Hospital Cleaners Are Worth More Than Bankers (and Quelle Surprise, Bankers Destroy Value!)

A provocative report by the New Economics Foundation has made an effort to put a price tag on the broader costs and benefits of various types of work. As quoted in the Financial Times (hat tip Swedish Lex), the leader of this effort put it:

Pay levels often don’t reflect the true value that is being created. As a society, we need a pay structure which rewards those jobs that create most societal benefit, rather than those that generate profits at the expense of society and the environment.

But where this study gets interesting is that it attempts to measure the costs of the looting that the banksters just pulled off:

The authors assume the financial crisis and recession would not have happened without City bankers engaging in risky, opaque and complex transactions. Applying a guess about the cost of the recession on the rest of society, they estimate top City bankers des-troy £7 of value for every £1 they are paid privately.

This of course, not only said that top financiers took advantage of the rest of us, but they did so very inefficiently.

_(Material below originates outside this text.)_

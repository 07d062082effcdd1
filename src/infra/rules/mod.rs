// Implementations of the rule document store.

pub mod json_rule_store;

pub use json_rule_store::JsonRuleStore;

But they still appear to be more efficient than AIG Financial Products was (in terms of money extracted relative to value destroyed). If we assume that $30 billion of the AIG rescue was for its securities lending operation, and $100 billion plus went for AIGFP. If they were to have destroyed $10 for every $1 they earned, that would still imply average pay of over &8 million each for every person at AIG FP for three years. Now of course, that $100 billion includes loans, and one can charitably assume that there could be some recoveries, but I would not hold my breath. But then we have also omitted the collateral damage (no pun intended) from the AIG meltdown.

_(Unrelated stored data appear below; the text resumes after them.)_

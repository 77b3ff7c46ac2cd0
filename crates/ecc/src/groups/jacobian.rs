use std::fmt;
use std::marker::PhantomData;

use kanga_numeric::{Limb, Uint};

use crate::groups::affine::Affine;
use crate::groups::curve_params::{CurveFp, CurveParams};
use crate::workspace::{narrow, workspace, Workspace};

/// A curve point in Jacobian coordinates `(X : Y : Z)`, representing the
/// affine point `(X/Z², Y/Z³)`; `Z = 0` encodes infinity.
///
/// The default backend for scalar multiplication: doubling avoids the field
/// inversion of the affine formulas entirely.
pub struct Jacobian<C: CurveParams<N>, const N: usize> {
    pub x: CurveFp<C, N>,
    pub y: CurveFp<C, N>,
    pub z: CurveFp<C, N>,
    _curve: PhantomData<C>,
}

impl<C: CurveParams<N>, const N: usize> Clone for Jacobian<C, N> {
    #[inline]
    fn clone(&self) -> Self {
        *self
    }
}

impl<C: CurveParams<N>, const N: usize> Copy for Jacobian<C, N> {}

impl<C: CurveParams<N>, const N: usize> fmt::Debug for Jacobian<C, N> {
    fn fmt(&self, f: &mut fmt::Formatter<'_>) -> fmt::Result {
        if self.is_inf() {
            write!(f, "Jacobian(infinity)")
        } else {
            write!(f, "Jacobian({:?}, {:?}, {:?})", self.x, self.y, self.z)
        }
    }
}

impl<C: CurveParams<N>, const N: usize> Jacobian<C, N> {
    #[inline]
    pub fn new(x: CurveFp<C, N>, y: CurveFp<C, N>, z: CurveFp<C, N>) -> Self {
        Self { x, y, z, _curve: PhantomData }
    }

    #[inline]
    pub fn infinity() -> Self {
        Self::new(
            CurveFp::<C, N>::zero(),
            CurveFp::<C, N>::zero(),
            CurveFp::<C, N>::zero(),
        )
    }

    #[inline]
    pub fn generator() -> Self {
        Self::from_affine(&Affine::generator())
    }

    #[inline]
    pub fn is_inf(&self) -> bool {
        self.z.is_zero()
    }

    #[inline]
    pub fn set_inf(&mut self) {
        *self = Self::infinity();
    }

    pub fn from_affine(p: &Affine<C, N>) -> Self {
        if p.is_inf() {
            return Self::infinity();
        }
        Self::new(p.x, p.y, CurveFp::<C, N>::one())
    }

    /// Normalize to affine coordinates; one field inversion.
    pub fn to_affine(&self, ws: &mut Workspace<CurveFp<C, N>, 2>) -> Affine<C, N> {
        if self.is_inf() {
            return Affine::infinity();
        }
        if self.z == CurveFp::<C, N>::one() {
            return Affine::new(self.x, self.y);
        }
        let z_inv = self
            .z
            .inv()
            .expect("finite point has a non-zero z coordinate");
        ws[0] = z_inv.sqr();
        ws[1] = ws[0] * z_inv;
        Affine::new(self.x * ws[0], self.y * ws[1])
    }

    /// Curve membership: `y² = x³ + A·x·z⁴ + B·z⁶`. Infinity is on the
    /// curve.
    pub fn on_curve(&self, ws: &mut Workspace<CurveFp<C, N>, 4>) -> bool {
        if self.is_inf() {
            return true;
        }
        ws[2] = self.z * self.z; // z²
        ws[3] = ws[2] * ws[2]; // z⁴
        ws[1] = ws[2] * ws[3]; // z⁶
        ws[0] = self.x * ws[3]; // x z⁴
        ws[3] = C::coeff_a() * ws[0]; // A x z⁴
        ws[2] = C::coeff_b() * ws[1]; // B z⁶
        ws[0] = self.x * self.x; // x²
        ws[1] = ws[0] * self.x; // x³
        ws[1] += ws[3];
        ws[1] += ws[2]; // x³ + A x z⁴ + B z⁶
        ws[0] = self.y * self.y; // y²
        ws[0] == ws[1]
    }

    /// Equality over the Jacobian equivalence classes:
    /// `x₁·z₂² = x₂·z₁²` and `y₁·z₂³ = y₂·z₁³`.
    pub fn eq(&self, rhs: &Self, ws: &mut Workspace<CurveFp<C, N>, 4>) -> bool {
        let self_inf = self.is_inf();
        let rhs_inf = rhs.is_inf();
        if self_inf || rhs_inf {
            return self_inf == rhs_inf;
        }
        if self.z == rhs.z {
            return self.x == rhs.x && self.y == rhs.y;
        }
        ws[2] = self.z * self.z; // z₁²
        ws[3] = rhs.z * rhs.z; // z₂²
        ws[0] = self.x * ws[3]; // x₁ z₂²
        ws[1] = rhs.x * ws[2]; // x₂ z₁²
        if ws[0] != ws[1] {
            return false;
        }
        ws[0] = ws[2] * self.z; // z₁³
        ws[1] = ws[3] * rhs.z; // z₂³
        ws[2] = self.y * ws[1]; // y₁ z₂³
        ws[3] = rhs.y * ws[0]; // y₂ z₁³
        ws[2] == ws[3]
    }

    #[inline]
    pub fn negate(&self) -> Self {
        Self::new(self.x, self.y.negate(), self.z)
    }

    /// Chord addition in the 12M+4S form, with the premultiplications
    /// `a = x₁z₂²`, `b = x₂z₁²`, `c = y₁z₂³`, `d = y₂z₁³` already in
    /// `ws[0..4]`.
    fn add_distinct_inner(
        out: &mut Self,
        p: &Self,
        q: &Self,
        ws: &mut Workspace<CurveFp<C, N>, 5>,
    ) {
        ws[1] -= ws[0]; // e = b − a
        ws[3] -= ws[2]; // f = d − c
        out.z = ws[1] * ws[1]; // e²
        out.y = ws[0] * out.z; // a e²
        ws[0] = out.z * ws[1]; // e³
        out.z = ws[2] * ws[0]; // c e³
        ws[2] = out.y + out.y; // 2 a e²
        out.x = ws[3] * ws[3]; // f²
        out.x -= ws[2];
        out.x -= ws[0]; // x = f² − 2ae² − e³
        ws[0] = out.y - out.x; // a e² − x
        out.y = ws[3] * ws[0]; // f (a e² − x)
        out.y -= out.z; // y = f (a e² − x) − c e³
        ws[0] = p.z * q.z; // z₁ z₂
        out.z = ws[0] * ws[1]; // z = z₁ z₂ e
    }

    /// Load the shared premultiplications into `ws[0..4]`.
    fn premultiply(p: &Self, q: &Self, ws: &mut Workspace<CurveFp<C, N>, 5>) {
        ws[2] = q.z * q.z; // z₂²
        ws[4] = ws[2] * q.z; // z₂³
        ws[0] = ws[2] * p.x; // a = x₁ z₂²
        ws[2] = ws[4] * p.y; // c = y₁ z₂³
        ws[3] = p.z * p.z; // z₁²
        ws[4] = ws[3] * p.z; // z₁³
        ws[1] = ws[3] * q.x; // b = x₂ z₁²
        ws[3] = ws[4] * q.y; // d = y₂ z₁³
    }

    /// Chord addition. The caller guarantees `p ≠ ±q` and neither is
    /// infinity.
    pub fn add_distinct(out: &mut Self, p: &Self, q: &Self, ws: &mut Workspace<CurveFp<C, N>, 5>) {
        debug_assert!(!p.is_inf() && !q.is_inf());
        Self::premultiply(p, q, ws);
        Self::add_distinct_inner(out, p, q, ws);
    }

    /// Tangent doubling: `a = 4xy²`, `b = 3x² + A·z⁴`, `x' = b² − 2a`,
    /// `y' = b(a − x') − 8y⁴`, `z' = 2yz`.
    pub fn add_self(out: &mut Self, p: &Self, ws: &mut Workspace<CurveFp<C, N>, 2>) {
        ws[1] = p.z * p.z; // z²
        ws[0] = ws[1] * ws[1]; // z⁴
        ws[1] = C::coeff_a() * ws[0]; // A z⁴
        ws[0] = p.x * p.x; // x²
        ws[1] += ws[0];
        ws[1] += ws[0];
        ws[1] += ws[0]; // b = 3x² + A z⁴
        out.z = p.y * p.y; // y²
        ws[0] = p.x * out.z; // x y²
        ws[0].mul_pow2::<2>(); // a = 4 x y²
        out.y = ws[0] + ws[0]; // 2a
        out.x = ws[1] * ws[1]; // b²
        out.x -= out.y; // x' = b² − 2a
        ws[0] -= out.x; // a − x'
        out.y = ws[1] * ws[0]; // b (a − x')
        ws[0] = out.z * out.z; // y⁴
        ws[0].mul_pow2::<3>(); // 8 y⁴
        out.y -= ws[0]; // y' = b(a − x') − 8y⁴
        out.z = p.y * p.z; // y z
        out.z.mul_pow2::<1>(); // z' = 2 y z
    }

    /// General addition: handles infinity on either side, dispatches to
    /// doubling when `p = q`, and reuses the shared premultiplications for
    /// the distinct case.
    pub fn add(out: &mut Self, p: &Self, q: &Self, ws: &mut Workspace<CurveFp<C, N>, 5>) {
        if p.is_inf() {
            *out = *q;
            return;
        }
        if q.is_inf() {
            *out = *p;
            return;
        }
        Self::premultiply(p, q, ws);
        if ws[0] == ws[1] {
            if ws[2] == ws[3] {
                Self::add_self(out, p, narrow(ws));
            } else {
                // same x, opposite y
                out.set_inf();
            }
            return;
        }
        Self::add_distinct_inner(out, p, q, ws);
    }

    /// Left-to-right double-and-add; `k = 0` yields infinity.
    pub fn scalar_mul<LS: Limb, const NS: usize>(
        out: &mut Self,
        k: &Uint<LS, NS>,
        p: &Self,
        ws: &mut Workspace<CurveFp<C, N>, 5>,
    ) {
        if k.is_zero() {
            out.set_inf();
            return;
        }
        let mut acc = *p;
        for i in (0..k.bit_length() - 1).rev() {
            let mut doubled = Self::infinity();
            Self::add_self(&mut doubled, &acc, narrow(ws));
            if k.bit(i) {
                let mut sum = Self::infinity();
                Self::add(&mut sum, &doubled, p, ws);
                acc = sum;
            } else {
                acc = doubled;
            }
        }
        *out = acc;
    }
}

impl<C: CurveParams<N>, const N: usize> PartialEq for Jacobian<C, N> {
    fn eq(&self, rhs: &Self) -> bool {
        let mut ws = workspace();
        Jacobian::eq(self, rhs, &mut ws)
    }
}

impl<C: CurveParams<N>, const N: usize> Eq for Jacobian<C, N> {}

This line of reasoning says the 50% surtax on banker bonuses is warranted; indeed, perhaps a 95% surtax would be even better to discourage people from joining this line of endeavor.

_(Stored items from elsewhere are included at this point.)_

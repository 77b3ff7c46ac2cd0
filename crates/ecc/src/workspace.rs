// Caller-owned scratch space for point operations.
//
// Every operation declares the arity it needs in its signature, so passing a
// workspace that is too small fails to compile. Callers that hold a wider
// workspace borrow a prefix with `narrow`.

/// `K` caller-owned temporaries of type `F`.
pub type Workspace<F, const K: usize> = [F; K];

/// A zeroed workspace of arity `K`.
#[inline]
pub fn workspace<F: Default + Copy, const K: usize>() -> Workspace<F, K> {
    [F::default(); K]
}

/// Borrow the first `J` slots of a wider workspace.
///
/// Panics if `J > K`; the conversion is checked once per call, not per slot.
#[inline]
pub fn narrow<F, const K: usize, const J: usize>(ws: &mut Workspace<F, K>) -> &mut Workspace<F, J> {
    (&mut ws[..J])
        .try_into()
        .expect("workspace narrower than requested arity")
}
#[test]
fn jacobian_equality_across_representations() {
    let mut rng = StdRng::seed_from_u64(0x202);
    let g = Secp160r1Jacobian::generator();
    let k = Secp160r1Scalar::sample(&mut rng);
    let p = g.mul_uint(k.as_uint());

    let scale = Secp160r1Fq::sample_non_zero(&mut rng).to_montgomery();
    let zz = scale.sqr();
    let rescaled = Secp160r1Jacobian::new(p.x * zz, p.y * zz * scale, p.z * scale);

    assert_ne!(p.x, rescaled.x);
    assert!(p.eq(&rescaled, &mut workspace()));
    assert!(rescaled.on_curve(&mut workspace()));
}

#[test]
fn projective_equality_across_representations() {
    let mut rng = StdRng::seed_from_u64(0x203);
    let g = Secp160r1Projective::generator();
    let k = Secp160r1Scalar::sample(&mut rng);
    let p = g.mul_uint(k.as_uint());

    let scale = Secp160r1Fq::sample_non_zero(&mut rng).to_montgomery();
    let rescaled = Secp160r1Projective::new(p.x * scale, p.y * scale, p.z * scale);

    assert!(p.eq(&rescaled, &mut workspace()));
    assert!(rescaled.on_curve(&mut workspace()));
}

#[test]
fn coordinate_systems_agree() {
    let mut rng = StdRng::seed_from_u64(0x204);
    for _ in 0..20 {
        let k = Secp160r1Scalar::sample(&mut rng);

        let affine = Secp160r1Affine::generator().mul_uint(k.as_uint());
        let jacobian = Secp160r1Jacobian::generator().mul_uint(k.as_uint());
        let projective = Secp160r1Projective::generator().mul_uint(k.as_uint());

        assert_eq!(affine, jacobian.to_affine_point());
        assert_eq!(affine, projective.to_affine_point());
    }
}

#[test]
fn affine_conversion_roundtrip() {
    let mut rng = StdRng::seed_from_u64(0x205);
    let k = Secp160r1Scalar::sample(&mut rng);
    let p = Secp160r1Jacobian::generator().mul_uint(k.as_uint());

    let affine = p.to_affine(&mut workspace());
    let back = Secp160r1Jacobian::from_affine(&affine);
    assert!(p.eq(&back, &mut workspace()));
    assert_eq!(back.z, Secp160r1Fq::one());

    let inf = Secp160r1Jacobian::infinity().to_affine(&mut workspace());
    assert!(inf.is_inf());
    assert!(Secp160r1Jacobian::from_affine(&inf).is_inf());
}

#[test]
fn affine_hash_is_representation_independent() {
    use kanga_numeric::MixState;
    use std::hash::{BuildHasher, Hash, Hasher};

    fn hash_of(p: &Secp160r1Affine) -> u64 {
        let mut hasher = MixState::default().build_hasher();
        p.hash(&mut hasher);
        hasher.finish()
    }

    let mut rng = StdRng::seed_from_u64(0x206);
    let k = Secp160r1Scalar::sample(&mut rng);

    // the same point reached through different coordinate systems
    let via_jacobian = Secp160r1Jacobian::generator()
        .mul_uint(k.as_uint())
        .to_affine_point();
    let via_projective = Secp160r1Projective::generator()
        .mul_uint(k.as_uint())
        .to_affine_point();
    assert_eq!(hash_of(&via_jacobian), hash_of(&via_projective));

    let other = via_jacobian.double_point();
    assert_ne!(hash_of(&via_jacobian), hash_of(&other));
}

#[test]
fn point_from_x_coordinate() {
    let mut rng = StdRng::seed_from_u64(0x207);
    let g = Secp160r1Affine::generator();
    let y_is_odd = g.y.from_montgomery().as_uint().bit(0);

    let recovered = Secp160r1Affine::from_x_coordinate(g.x, y_is_odd, &mut rng).unwrap();
    assert_eq!(recovered, g);

    let flipped = Secp160r1Affine::from_x_coordinate(g.x, !y_is_odd, &mut rng).unwrap();
    assert_eq!(flipped, g.negate());
}

// =========================================================================
// The tiny solver curve
// =========================================================================

#[test]
fn tiny_generator_has_prime_subgroup_order() {
    let g = TinyJacobian::generator();
    let q = TinyScalar::modulus();

    assert!(g.is_on_curve());
    assert!(g.mul_uint(&q).is_identity());

    let mut rng = StdRng::seed_from_u64(0x208);
    for _ in 0..20 {
        let k = TinyScalar::sample_non_zero(&mut rng);
        let p = g.mul_uint(k.as_uint());
        assert!(!p.is_identity());
        assert!(p.is_on_curve());
    }
}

I would be pretty certain that the NEF effort is at best a rough cut. However, it raises important questions that I hope others pursue. I sincerely hope that this NEF exercise leads others to sharpen their pencils and come up with more refined efforts of what the meltdown cost us collectively versus the bankers’ take.

Believe it or not, there is some consolation to bankers. Advertising execs are deemed to be even more destructive (although not meeting the likely AIG level).

Next, they look at pay versus collective benefits for hospital cleaners:

The report says good hospital cleaners prevent the spread of infection, saving lives and protecting the wider health of the public. The authors calculate they provide £10 of benefits for which they are directly paid only £1.

Since we accept that manufacturing can result in externalities (pollution), I don’t see why it should be at all a stretch to think that the same could not apply to service industries. And the “right” solution, from an economist’s perspective, to externalities are taxes to impose the full social cost of the goods on the manufacturer, or regulations to make them make low or no-externality products.

The BBC gives a longer-form summary:

A total of six different jobs were analysed to assess their overall value. These are the study’s main findings:

The elite banker

“Rather than being wealth creators bankers are being handsomely rewarded for bringing the global financial system to the brink of collapse

Paid between £500,000 and half a million and £80m a year, leading bankers destroy £7 of value for every pound they generate”.

Childcare workers

“Both for families and society as a while looking after children could not be more important. As well as providing a valuable service for families, they release earnings potential by allowing parents to continue working. For every pound they are paid they generate up £9.50 worth of benefits to society”.

Hospital cleaners

“Play a vital role in the workings of healthcare facilities. They not only clean hospitals and maintain hygiene standards but also contribute to wider health outcomes. For every pound paid, over £10 in social value is created”.

Advertising executives

The industry “encourages high spending and indebtedness. It can create insatiable aspirations, fuelling feelings of dissatisfaction, inadequacy and stress. For a salary of between £50,000 and £12m top advertising executives destroy £11 of value for every pound in value they generate”.

Tax accountants

“Every pound that a tax accountant saves a client is a pound which otherwise would have gone to HM Revenue. For a salary of between £75,000 and £200,000, tax accountants destroy £47 in value, for every pound they generate”.

Waste recycling workers

“Do a range of different jobs that relate to processing and preventing waste and promoting recycling. Carbon emissions are significantly reduced. There is also a value in reusing goods. For every pound of value spent on wages, £12 of value is generated for society.”

The research also makes a variety of policy recommendations to align pay more closely with the value of work.

These include establishing a high pay commission, building social and environmental value into prices, and introduce more progressive taxation.